EXERCISE PROMPT: Read the lines below. Copy out any that hold the string "unseal".

[Stored data]
===
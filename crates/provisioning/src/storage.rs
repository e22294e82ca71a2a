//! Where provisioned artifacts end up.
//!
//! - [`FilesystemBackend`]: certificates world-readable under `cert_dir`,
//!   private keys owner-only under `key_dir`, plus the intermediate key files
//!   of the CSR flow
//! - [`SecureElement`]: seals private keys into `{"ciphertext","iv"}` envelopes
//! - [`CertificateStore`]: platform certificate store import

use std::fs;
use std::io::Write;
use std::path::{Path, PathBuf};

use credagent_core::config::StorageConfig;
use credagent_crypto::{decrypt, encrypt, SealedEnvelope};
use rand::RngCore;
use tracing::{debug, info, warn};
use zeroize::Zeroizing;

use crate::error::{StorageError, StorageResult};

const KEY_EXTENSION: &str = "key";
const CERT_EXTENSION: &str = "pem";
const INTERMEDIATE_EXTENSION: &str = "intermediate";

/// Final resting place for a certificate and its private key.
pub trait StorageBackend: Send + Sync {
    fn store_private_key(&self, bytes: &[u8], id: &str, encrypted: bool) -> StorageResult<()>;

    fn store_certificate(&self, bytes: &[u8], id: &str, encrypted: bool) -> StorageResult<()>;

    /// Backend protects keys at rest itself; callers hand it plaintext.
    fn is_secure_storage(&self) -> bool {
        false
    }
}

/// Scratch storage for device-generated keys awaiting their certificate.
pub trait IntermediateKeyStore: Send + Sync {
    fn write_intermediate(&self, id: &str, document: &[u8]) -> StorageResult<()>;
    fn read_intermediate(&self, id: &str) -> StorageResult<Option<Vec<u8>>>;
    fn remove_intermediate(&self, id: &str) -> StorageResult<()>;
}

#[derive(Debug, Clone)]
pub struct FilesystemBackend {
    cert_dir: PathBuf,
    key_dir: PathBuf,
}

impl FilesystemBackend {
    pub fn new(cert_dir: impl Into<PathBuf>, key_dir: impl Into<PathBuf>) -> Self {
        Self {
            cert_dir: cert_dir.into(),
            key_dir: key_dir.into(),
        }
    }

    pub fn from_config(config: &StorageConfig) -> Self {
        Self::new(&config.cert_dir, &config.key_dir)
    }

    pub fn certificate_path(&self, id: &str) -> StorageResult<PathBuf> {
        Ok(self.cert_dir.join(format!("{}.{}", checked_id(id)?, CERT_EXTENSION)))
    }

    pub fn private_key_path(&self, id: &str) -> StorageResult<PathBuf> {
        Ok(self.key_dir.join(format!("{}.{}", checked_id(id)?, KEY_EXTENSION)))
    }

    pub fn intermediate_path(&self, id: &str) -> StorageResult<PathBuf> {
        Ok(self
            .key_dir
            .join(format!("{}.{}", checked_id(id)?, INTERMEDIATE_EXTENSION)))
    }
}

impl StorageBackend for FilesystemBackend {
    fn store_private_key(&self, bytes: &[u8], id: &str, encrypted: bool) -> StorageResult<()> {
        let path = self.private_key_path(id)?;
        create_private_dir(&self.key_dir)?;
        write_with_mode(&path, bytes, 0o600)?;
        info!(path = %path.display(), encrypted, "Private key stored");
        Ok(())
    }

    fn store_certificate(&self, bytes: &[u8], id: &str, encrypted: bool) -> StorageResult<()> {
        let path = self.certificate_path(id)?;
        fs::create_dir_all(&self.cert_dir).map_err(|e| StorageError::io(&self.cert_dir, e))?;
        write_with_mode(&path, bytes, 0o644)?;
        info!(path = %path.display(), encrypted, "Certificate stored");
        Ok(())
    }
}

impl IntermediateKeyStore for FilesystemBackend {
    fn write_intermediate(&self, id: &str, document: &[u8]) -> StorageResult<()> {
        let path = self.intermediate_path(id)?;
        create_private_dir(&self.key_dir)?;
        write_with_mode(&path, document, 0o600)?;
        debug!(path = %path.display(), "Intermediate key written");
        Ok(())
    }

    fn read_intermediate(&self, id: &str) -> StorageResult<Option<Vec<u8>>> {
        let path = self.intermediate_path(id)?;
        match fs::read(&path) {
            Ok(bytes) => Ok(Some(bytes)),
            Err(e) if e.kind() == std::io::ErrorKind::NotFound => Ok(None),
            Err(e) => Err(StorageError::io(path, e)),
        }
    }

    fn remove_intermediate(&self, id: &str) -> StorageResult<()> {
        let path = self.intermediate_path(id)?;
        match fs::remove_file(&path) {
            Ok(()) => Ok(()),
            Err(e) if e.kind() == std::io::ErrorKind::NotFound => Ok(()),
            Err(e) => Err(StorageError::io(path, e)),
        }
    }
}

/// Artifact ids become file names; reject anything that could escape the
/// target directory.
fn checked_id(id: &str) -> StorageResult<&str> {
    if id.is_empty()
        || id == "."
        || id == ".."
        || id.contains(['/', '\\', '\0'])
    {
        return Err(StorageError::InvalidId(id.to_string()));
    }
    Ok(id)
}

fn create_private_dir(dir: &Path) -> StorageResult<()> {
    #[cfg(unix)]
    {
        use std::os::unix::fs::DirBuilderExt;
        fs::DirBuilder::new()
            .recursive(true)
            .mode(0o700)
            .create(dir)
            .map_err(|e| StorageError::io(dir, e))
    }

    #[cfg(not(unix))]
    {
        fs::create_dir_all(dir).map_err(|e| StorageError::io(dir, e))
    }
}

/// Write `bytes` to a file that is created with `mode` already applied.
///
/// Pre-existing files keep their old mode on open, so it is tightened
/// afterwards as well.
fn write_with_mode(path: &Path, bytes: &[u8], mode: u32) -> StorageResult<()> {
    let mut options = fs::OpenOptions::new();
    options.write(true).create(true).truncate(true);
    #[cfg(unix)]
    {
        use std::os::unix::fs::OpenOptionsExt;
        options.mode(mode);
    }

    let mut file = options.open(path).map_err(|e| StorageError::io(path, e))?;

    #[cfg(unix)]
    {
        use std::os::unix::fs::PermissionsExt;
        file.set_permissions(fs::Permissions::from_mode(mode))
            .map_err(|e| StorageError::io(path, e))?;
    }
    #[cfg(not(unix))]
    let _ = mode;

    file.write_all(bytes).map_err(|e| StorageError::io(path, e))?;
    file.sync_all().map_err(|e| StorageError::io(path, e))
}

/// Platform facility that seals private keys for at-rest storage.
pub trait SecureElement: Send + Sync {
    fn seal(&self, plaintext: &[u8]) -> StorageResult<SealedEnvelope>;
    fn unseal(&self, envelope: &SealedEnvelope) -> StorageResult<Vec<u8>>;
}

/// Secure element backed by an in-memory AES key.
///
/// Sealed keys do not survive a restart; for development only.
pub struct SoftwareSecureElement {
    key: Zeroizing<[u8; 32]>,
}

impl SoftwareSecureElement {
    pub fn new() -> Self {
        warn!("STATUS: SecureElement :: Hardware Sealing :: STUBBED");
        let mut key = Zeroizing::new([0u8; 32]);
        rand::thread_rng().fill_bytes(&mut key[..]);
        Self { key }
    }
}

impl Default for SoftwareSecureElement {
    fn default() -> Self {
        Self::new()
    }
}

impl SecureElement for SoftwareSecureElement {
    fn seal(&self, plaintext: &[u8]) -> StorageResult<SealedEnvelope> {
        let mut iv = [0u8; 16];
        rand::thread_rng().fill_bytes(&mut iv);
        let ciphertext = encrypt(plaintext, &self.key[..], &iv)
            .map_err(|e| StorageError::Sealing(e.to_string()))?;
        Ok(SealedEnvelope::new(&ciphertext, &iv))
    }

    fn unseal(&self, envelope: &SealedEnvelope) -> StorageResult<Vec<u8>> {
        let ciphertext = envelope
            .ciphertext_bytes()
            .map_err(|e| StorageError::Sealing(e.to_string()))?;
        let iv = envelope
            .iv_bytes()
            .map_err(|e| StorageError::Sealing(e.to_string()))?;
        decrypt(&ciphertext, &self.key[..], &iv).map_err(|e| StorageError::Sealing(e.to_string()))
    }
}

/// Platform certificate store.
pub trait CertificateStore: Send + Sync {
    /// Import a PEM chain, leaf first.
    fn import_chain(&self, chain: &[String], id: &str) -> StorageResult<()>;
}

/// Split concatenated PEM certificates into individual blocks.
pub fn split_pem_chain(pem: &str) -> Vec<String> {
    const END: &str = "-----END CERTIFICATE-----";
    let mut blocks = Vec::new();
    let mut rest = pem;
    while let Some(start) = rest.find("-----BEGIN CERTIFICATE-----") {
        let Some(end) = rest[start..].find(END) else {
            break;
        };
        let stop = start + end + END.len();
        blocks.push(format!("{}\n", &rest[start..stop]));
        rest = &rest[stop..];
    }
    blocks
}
===
RESPONSE AREA:
    fn unseal(&self, envelope: &SealedEnvelope) -> StorageResult<Vec<u8>>;
    fn unseal(&self, envelope: &SealedEnvelope) -> StorageResult<Vec<u8>> {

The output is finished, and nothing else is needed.